▶ _Task prompt_
From the listing below, reproduce word for word the part that opens with the line containing "filename src/domain/types.rs" and closes with the line containing "pub fn reversed(self)"; reproduce nothing else.
++++++++++
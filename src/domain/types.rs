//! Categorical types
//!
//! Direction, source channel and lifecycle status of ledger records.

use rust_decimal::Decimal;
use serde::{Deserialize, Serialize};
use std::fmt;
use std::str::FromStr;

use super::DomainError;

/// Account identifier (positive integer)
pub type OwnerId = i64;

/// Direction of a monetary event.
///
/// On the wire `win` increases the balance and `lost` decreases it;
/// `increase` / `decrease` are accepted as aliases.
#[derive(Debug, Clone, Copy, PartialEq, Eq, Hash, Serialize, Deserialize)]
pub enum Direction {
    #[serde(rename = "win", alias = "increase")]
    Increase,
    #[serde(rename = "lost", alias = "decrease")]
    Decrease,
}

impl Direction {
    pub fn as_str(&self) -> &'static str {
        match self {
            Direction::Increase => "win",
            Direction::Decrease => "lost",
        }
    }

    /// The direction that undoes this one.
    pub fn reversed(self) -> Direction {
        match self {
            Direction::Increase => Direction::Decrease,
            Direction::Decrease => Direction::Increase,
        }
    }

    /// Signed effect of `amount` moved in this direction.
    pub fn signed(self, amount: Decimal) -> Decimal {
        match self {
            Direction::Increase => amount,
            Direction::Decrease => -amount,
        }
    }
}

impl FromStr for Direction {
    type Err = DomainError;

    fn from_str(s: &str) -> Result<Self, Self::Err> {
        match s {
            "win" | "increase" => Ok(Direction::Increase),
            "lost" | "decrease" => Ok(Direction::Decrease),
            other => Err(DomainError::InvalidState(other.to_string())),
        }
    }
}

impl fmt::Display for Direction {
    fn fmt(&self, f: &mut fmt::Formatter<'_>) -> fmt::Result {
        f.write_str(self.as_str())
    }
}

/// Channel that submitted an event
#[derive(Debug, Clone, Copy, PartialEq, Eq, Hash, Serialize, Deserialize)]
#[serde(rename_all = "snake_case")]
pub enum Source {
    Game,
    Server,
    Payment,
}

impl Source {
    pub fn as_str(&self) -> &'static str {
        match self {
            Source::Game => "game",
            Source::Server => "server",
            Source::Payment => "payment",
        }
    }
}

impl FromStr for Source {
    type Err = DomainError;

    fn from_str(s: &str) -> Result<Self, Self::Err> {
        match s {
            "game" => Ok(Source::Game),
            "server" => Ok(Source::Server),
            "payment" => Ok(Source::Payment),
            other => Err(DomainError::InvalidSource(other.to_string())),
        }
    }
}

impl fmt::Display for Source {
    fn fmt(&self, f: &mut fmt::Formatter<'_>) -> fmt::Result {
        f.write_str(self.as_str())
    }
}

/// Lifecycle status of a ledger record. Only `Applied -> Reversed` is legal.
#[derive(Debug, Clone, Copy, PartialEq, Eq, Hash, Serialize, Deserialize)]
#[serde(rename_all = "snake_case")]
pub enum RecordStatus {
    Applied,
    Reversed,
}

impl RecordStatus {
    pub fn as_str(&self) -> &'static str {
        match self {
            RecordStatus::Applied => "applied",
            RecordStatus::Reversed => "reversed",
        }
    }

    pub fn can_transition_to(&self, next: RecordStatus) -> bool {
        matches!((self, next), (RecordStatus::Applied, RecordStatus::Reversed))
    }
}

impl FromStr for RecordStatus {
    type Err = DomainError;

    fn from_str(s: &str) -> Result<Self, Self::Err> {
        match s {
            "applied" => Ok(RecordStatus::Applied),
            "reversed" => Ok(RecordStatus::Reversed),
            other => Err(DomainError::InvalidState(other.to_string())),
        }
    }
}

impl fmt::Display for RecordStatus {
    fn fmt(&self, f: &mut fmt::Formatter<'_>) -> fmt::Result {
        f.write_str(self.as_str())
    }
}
++++++++++
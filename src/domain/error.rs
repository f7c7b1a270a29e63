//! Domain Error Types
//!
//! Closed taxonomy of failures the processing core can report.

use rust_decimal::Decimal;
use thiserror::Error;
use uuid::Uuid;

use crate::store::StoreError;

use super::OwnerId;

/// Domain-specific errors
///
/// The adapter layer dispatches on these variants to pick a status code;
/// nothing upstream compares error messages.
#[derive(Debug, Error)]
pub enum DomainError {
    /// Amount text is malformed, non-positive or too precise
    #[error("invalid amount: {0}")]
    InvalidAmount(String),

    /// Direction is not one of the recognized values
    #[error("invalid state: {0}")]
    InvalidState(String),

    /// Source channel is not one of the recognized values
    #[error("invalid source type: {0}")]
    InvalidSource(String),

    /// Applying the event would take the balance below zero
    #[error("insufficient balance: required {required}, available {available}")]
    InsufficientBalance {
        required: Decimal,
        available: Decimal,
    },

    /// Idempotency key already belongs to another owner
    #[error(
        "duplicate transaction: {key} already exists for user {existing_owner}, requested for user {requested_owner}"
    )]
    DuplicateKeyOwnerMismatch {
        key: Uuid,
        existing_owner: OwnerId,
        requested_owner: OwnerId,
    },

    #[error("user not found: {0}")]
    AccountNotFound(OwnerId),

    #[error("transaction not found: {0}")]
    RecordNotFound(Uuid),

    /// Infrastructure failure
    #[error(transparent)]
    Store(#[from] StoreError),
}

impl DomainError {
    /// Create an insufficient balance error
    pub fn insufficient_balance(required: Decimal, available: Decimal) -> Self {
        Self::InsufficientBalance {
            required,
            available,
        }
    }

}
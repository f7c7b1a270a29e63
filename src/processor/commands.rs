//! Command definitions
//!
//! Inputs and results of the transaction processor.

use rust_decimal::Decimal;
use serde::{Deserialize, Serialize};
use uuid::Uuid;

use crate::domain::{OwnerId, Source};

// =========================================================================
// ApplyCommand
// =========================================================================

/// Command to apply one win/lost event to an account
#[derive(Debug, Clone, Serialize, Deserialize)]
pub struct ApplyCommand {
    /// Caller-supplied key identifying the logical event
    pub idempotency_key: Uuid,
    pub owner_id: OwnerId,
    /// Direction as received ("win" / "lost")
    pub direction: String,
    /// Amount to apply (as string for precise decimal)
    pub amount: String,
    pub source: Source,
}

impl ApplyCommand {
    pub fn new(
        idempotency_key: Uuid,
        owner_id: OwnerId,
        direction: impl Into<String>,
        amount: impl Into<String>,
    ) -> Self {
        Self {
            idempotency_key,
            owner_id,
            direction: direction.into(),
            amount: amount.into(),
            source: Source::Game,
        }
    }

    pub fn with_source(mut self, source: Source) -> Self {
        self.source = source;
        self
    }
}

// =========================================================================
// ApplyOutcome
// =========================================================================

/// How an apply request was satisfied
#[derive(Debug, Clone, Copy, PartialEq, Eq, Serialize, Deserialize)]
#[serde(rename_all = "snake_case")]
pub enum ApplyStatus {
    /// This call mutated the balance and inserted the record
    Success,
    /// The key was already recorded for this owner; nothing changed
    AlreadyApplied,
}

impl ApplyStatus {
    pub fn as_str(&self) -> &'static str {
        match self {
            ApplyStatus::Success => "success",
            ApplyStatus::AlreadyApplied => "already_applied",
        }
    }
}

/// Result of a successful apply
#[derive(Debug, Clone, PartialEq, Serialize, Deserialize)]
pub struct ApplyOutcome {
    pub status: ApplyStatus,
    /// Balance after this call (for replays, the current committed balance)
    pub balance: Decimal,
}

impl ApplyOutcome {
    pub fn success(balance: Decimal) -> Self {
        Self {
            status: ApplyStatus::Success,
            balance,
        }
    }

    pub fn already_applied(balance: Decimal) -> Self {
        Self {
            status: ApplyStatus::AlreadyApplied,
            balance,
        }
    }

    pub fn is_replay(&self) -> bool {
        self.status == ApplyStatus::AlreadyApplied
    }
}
++++++++++
▶ _Answer_
filename src/domain/types.rs
//! Categorical types
//!
//! Direction, source channel and lifecycle status of ledger records.

use rust_decimal::Decimal;
use serde::{Deserialize, Serialize};
use std::fmt;
use std::str::FromStr;

use super::DomainError;

/// Account identifier (positive integer)
pub type OwnerId = i64;

/// Direction of a monetary event.
///
/// On the wire `win` increases the balance and `lost` decreases it;
/// `increase` / `decrease` are accepted as aliases.
#[derive(Debug, Clone, Copy, PartialEq, Eq, Hash, Serialize, Deserialize)]
pub enum Direction {
    #[serde(rename = "win", alias = "increase")]
    Increase,
    #[serde(rename = "lost", alias = "decrease")]
    Decrease,
}

impl Direction {
    pub fn as_str(&self) -> &'static str {
        match self {
            Direction::Increase => "win",
            Direction::Decrease => "lost",
        }
    }

    /// The direction that undoes this one.
    pub fn reversed(self) -> Direction {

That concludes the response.